### Material provided

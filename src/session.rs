use std::{convert::Infallible, fmt, str::FromStr};

use axum::{extract::FromRequestParts, http::request::Parts};
use axum_extra::extract::cookie::{Cookie, CookieJar, SameSite};
use serde::{Deserialize, Serialize};

// The only place the persisted key names are spelled out.
const TOKEN_KEY: &str = "token";
const ROLE_KEY: &str = "role";
const USERNAME_KEY: &str = "username";

/// Role
///
/// The three account kinds known to the portal. Each one owns exactly one
/// protected route subtree.
#[derive(Debug, Clone, Copy, PartialEq, Eq, Hash, Serialize, Deserialize)]
#[serde(rename_all = "lowercase")]
pub enum Role {
    Student,
    Teacher,
    Admin,
}

impl Role {
    pub const ALL: [Role; 3] = [Role::Student, Role::Teacher, Role::Admin];

    /// Wire and cookie representation.
    pub fn as_str(&self) -> &'static str {
        match self {
            Role::Student => "student",
            Role::Teacher => "teacher",
            Role::Admin => "admin",
        }
    }

    /// Root of the role's subtree. Login lands here.
    pub fn home_path(&self) -> &'static str {
        match self {
            Role::Student => "/student",
            Role::Teacher => "/teacher",
            Role::Admin => "/admin",
        }
    }

    /// Canonical page an unmatched sub-path falls back to.
    pub fn default_page(&self) -> &'static str {
        match self {
            Role::Student => "/student/homeworks",
            Role::Teacher => "/teacher/lesson",
            Role::Admin => "/admin/dashboard",
        }
    }

    /// Human-facing label used in layouts and forms.
    pub fn label(&self) -> &'static str {
        match self {
            Role::Student => "Student",
            Role::Teacher => "Teacher",
            Role::Admin => "Administrator",
        }
    }
}

impl fmt::Display for Role {
    fn fmt(&self, f: &mut fmt::Formatter<'_>) -> fmt::Result {
        f.write_str(self.as_str())
    }
}

impl FromStr for Role {
    type Err = String;

    fn from_str(s: &str) -> Result<Self, Self::Err> {
        match s {
            "student" => Ok(Role::Student),
            "teacher" => Ok(Role::Teacher),
            "admin" => Ok(Role::Admin),
            _ => Err(format!("Invalid role: {}", s)),
        }
    }
}

/// Session
///
/// The client-held `token`/`role`/`username` triple. The browser keeps it in
/// cookies; this type is the single read/write accessor for those cookies, so
/// no other module touches the key names.
#[derive(Debug, Clone, Default, PartialEq, Eq)]
pub struct Session {
    /// Bearer token issued by the remote API. `None` when absent or empty.
    pub token: Option<String>,
    /// Role stored at login. Unknown role strings read back as `None`.
    pub role: Option<Role>,
    pub username: String,
}

impl Session {
    /// Builds the session recorded after a successful login.
    pub fn signed_in(token: impl Into<String>, role: Role, username: impl Into<String>) -> Self {
        Self {
            token: Some(token.into()),
            role: Some(role),
            username: username.into(),
        }
    }

    /// load
    ///
    /// Reads the triple from the request cookies. Missing keys simply yield an
    /// anonymous session; this never fails.
    pub fn load(jar: &CookieJar) -> Self {
        let token = jar
            .get(TOKEN_KEY)
            .map(|c| c.value().to_string())
            .filter(|t| !t.is_empty());
        let role = jar.get(ROLE_KEY).and_then(|c| c.value().parse().ok());
        let username = jar
            .get(USERNAME_KEY)
            .map(|c| c.value().to_string())
            .unwrap_or_default();

        Self {
            token,
            role,
            username,
        }
    }

    /// persist
    ///
    /// Writes all three keys into the outgoing jar. Keys without a value are
    /// written as expired cookies so the stored state always matches `self`.
    pub fn persist(&self, jar: CookieJar, secure: bool) -> CookieJar {
        let jar = match &self.token {
            Some(token) => jar.add(session_cookie(TOKEN_KEY, token.clone(), secure)),
            None => jar.add(expired_cookie(TOKEN_KEY)),
        };
        let jar = match self.role {
            Some(role) => jar.add(session_cookie(ROLE_KEY, role.as_str().to_string(), secure)),
            None => jar.add(expired_cookie(ROLE_KEY)),
        };
        jar.add(session_cookie(USERNAME_KEY, self.username.clone(), secure))
    }

    /// clear
    ///
    /// Expires every session key in one response. Safe to call with no session.
    pub fn clear(jar: CookieJar) -> CookieJar {
        jar.add(expired_cookie(TOKEN_KEY))
            .add(expired_cookie(ROLE_KEY))
            .add(expired_cookie(USERNAME_KEY))
    }

    /// Token to forward to the remote API. Empty when signed out.
    pub fn bearer(&self) -> &str {
        self.token.as_deref().unwrap_or("")
    }
}

fn session_cookie(name: &'static str, value: String, secure: bool) -> Cookie<'static> {
    Cookie::build((name, value))
        .path("/")
        .http_only(true)
        .same_site(SameSite::Lax)
        .secure(secure)
        .build()
}

fn expired_cookie(name: &'static str) -> Cookie<'static> {
    Cookie::build((name, ""))
        .path("/")
        .max_age(time::Duration::seconds(0))
        .build()
}

/// Session Extractor Implementation
///
/// Lets handlers and middleware receive the session by injection. Reading
/// cookies cannot fail, so the rejection type is `Infallible`.
impl<S> FromRequestParts<S> for Session
where
    S: Send + Sync,
{
    type Rejection = Infallible;

    async fn from_request_parts(parts: &mut Parts, _state: &S) -> Result<Self, Self::Rejection> {
        Ok(Session::load(&CookieJar::from_headers(&parts.headers)))
    }
}
use bytes::Bytes;
use serde_json::{Value, json};

use super::{ApiCall, ApiError, EduApi, resource_path};
use crate::models::{
    ClassDetail, ClassInfo, CoursewarePreview, CoursewareSummary, ExerciseDraft, ExerciseRequest,
    ExerciseSummary, HomeworkResult, LessonMarkdown, StudentMeta, SubmissionMeta,
};

// --- Lesson Preparation ---

pub async fn prepare_lesson(api: &dyn EduApi, token: &str, topic: &str) -> Result<String, ApiError> {
    let reply = api
        .send(
            ApiCall::post("/teacher/lesson/prepare")
                .bearer(token)
                .json(json!({ "topic": topic, "export_pdf": false })),
        )
        .await?;
    Ok(reply.json::<LessonMarkdown>()?.markdown)
}

/// Same generation as `prepare_lesson`, returned as an opaque PDF payload.
pub async fn lesson_pdf(api: &dyn EduApi, token: &str, topic: &str) -> Result<Bytes, ApiError> {
    let reply = api
        .send(
            ApiCall::post("/teacher/lesson/prepare")
                .bearer(token)
                .json(json!({ "topic": topic, "export_pdf": true })),
        )
        .await?;
    Ok(reply.bytes)
}

pub async fn list_lessons(api: &dyn EduApi, token: &str) -> Result<Vec<CoursewareSummary>, ApiError> {
    api.send(ApiCall::get("/teacher/lesson/list").bearer(token))
        .await?
        .json()
}

pub async fn lesson_preview(api: &dyn EduApi, token: &str, cw_id: &str) -> Result<CoursewarePreview, ApiError> {
    api.send(ApiCall::get(resource_path("/teacher/lesson/preview/{}", &[cw_id])?).bearer(token))
        .await?
        .json()
}

pub async fn courseware_pdf(api: &dyn EduApi, token: &str, cw_id: &str) -> Result<Bytes, ApiError> {
    Ok(api
        .send(ApiCall::get(resource_path("/teacher/lesson/{}/download", &[cw_id])?).bearer(token))
        .await?
        .bytes)
}

// --- Exercises ---

pub async fn generate_exercise(
    api: &dyn EduApi,
    token: &str,
    request: &ExerciseRequest,
) -> Result<ExerciseDraft, ApiError> {
    let mut body = serde_json::to_value(request).map_err(|e| ApiError::Decode(e.to_string()))?;
    body["export_pdf"] = Value::Bool(false);

    let mut draft: ExerciseDraft = api
        .send(ApiCall::post("/teacher/exercise/generate").bearer(token).json(body))
        .await?
        .json()?;
    if draft.topic.is_empty() {
        draft.topic = request.topic.clone();
    }
    Ok(draft)
}

/// save_exercise
///
/// Stores a previously generated draft so it can be assigned later.
pub async fn save_exercise(api: &dyn EduApi, token: &str, draft: &ExerciseDraft) -> Result<ExerciseSummary, ApiError> {
    api.send(ApiCall::post("/teacher/exercise/save").bearer(token).json(json!({
        "topic": draft.topic,
        "questions": draft.questions,
        "answers": draft.answers,
    })))
    .await?
    .json()
}

pub async fn list_exercises(api: &dyn EduApi, token: &str) -> Result<Vec<ExerciseSummary>, ApiError> {
    api.send(ApiCall::get("/teacher/exercise/list").bearer(token))
        .await?
        .json()
}

pub async fn exercise_preview(api: &dyn EduApi, token: &str, ex_id: &str) -> Result<ExerciseSummary, ApiError> {
    api.send(ApiCall::get(resource_path("/teacher/exercise/preview/{}", &[ex_id])?).bearer(token))
        .await?
        .json()
}

pub async fn assign_exercise(api: &dyn EduApi, token: &str, ex_id: &str) -> Result<(), ApiError> {
    api.send(ApiCall::post(resource_path("/teacher/exercise/{}/assign", &[ex_id])?).bearer(token))
        .await?;
    Ok(())
}

/// Statistics come back in whatever shape the grading service produces.
pub async fn exercise_stats(api: &dyn EduApi, token: &str, ex_id: &str) -> Result<Value, ApiError> {
    api.send(ApiCall::get(resource_path("/teacher/exercise/{}/stats", &[ex_id])?).bearer(token))
        .await?
        .json()
}

/// `kind` is `questions` or `answers`.
pub async fn exercise_pdf(api: &dyn EduApi, token: &str, ex_id: &str, kind: &str) -> Result<Bytes, ApiError> {
    Ok(api
        .send(ApiCall::get(resource_path("/teacher/exercise/{}/download/{}", &[ex_id, kind])?).bearer(token))
        .await?
        .bytes)
}

// --- Classes ---

pub async fn list_classes(api: &dyn EduApi, token: &str) -> Result<Vec<ClassInfo>, ApiError> {
    api.send(ApiCall::get("/classes/teacher").bearer(token)).await?.json()
}

pub async fn create_class(api: &dyn EduApi, token: &str, name: &str, subject: &str) -> Result<ClassInfo, ApiError> {
    api.send(
        ApiCall::post("/classes/teacher")
            .bearer(token)
            .json(json!({ "name": name, "subject": subject })),
    )
    .await?
    .json()
}

pub async fn class_detail(api: &dyn EduApi, token: &str, cid: &str) -> Result<ClassDetail, ApiError> {
    api.send(ApiCall::get(resource_path("/classes/teacher/{}", &[cid])?).bearer(token))
        .await?
        .json()
}

pub async fn delete_class(api: &dyn EduApi, token: &str, cid: &str) -> Result<(), ApiError> {
    api.send(ApiCall::delete(resource_path("/classes/teacher/{}", &[cid])?).bearer(token))
        .await?;
    Ok(())
}

pub async fn remove_student(api: &dyn EduApi, token: &str, cid: &str, sid: &str) -> Result<(), ApiError> {
    api.send(ApiCall::delete(resource_path("/classes/teacher/{}/student/{}", &[cid, sid])?).bearer(token))
        .await?;
    Ok(())
}

// --- Student Insight ---

pub async fn list_students(api: &dyn EduApi, token: &str) -> Result<Vec<StudentMeta>, ApiError> {
    api.send(ApiCall::get("/teacher/students").bearer(token)).await?.json()
}

pub async fn student_analysis(api: &dyn EduApi, token: &str, sid: &str) -> Result<Value, ApiError> {
    api.send(ApiCall::get(resource_path("/teacher/students/{}/analysis", &[sid])?).bearer(token))
        .await?
        .json()
}

pub async fn student_homeworks(api: &dyn EduApi, token: &str, sid: &str) -> Result<Vec<SubmissionMeta>, ApiError> {
    api.send(ApiCall::get(resource_path("/teacher/students/{}/homeworks", &[sid])?).bearer(token))
        .await?
        .json()
}

pub async fn student_homework_detail(
    api: &dyn EduApi,
    token: &str,
    sid: &str,
    hw_id: &str,
) -> Result<HomeworkResult, ApiError> {
    api.send(ApiCall::get(resource_path("/teacher/students/{}/homework/{}", &[sid, hw_id])?).bearer(token))
        .await?
        .json()
}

######

• _Your objective_
In the data above, copy every line where the string "download" appears.

• _Response_
        .send(ApiCall::get(resource_path("/teacher/lesson/{}/download", &[cw_id])?).bearer(token))
        .send(ApiCall::get(resource_path("/teacher/exercise/{}/download/{}", &[ex_id, kind])?).bearer(token))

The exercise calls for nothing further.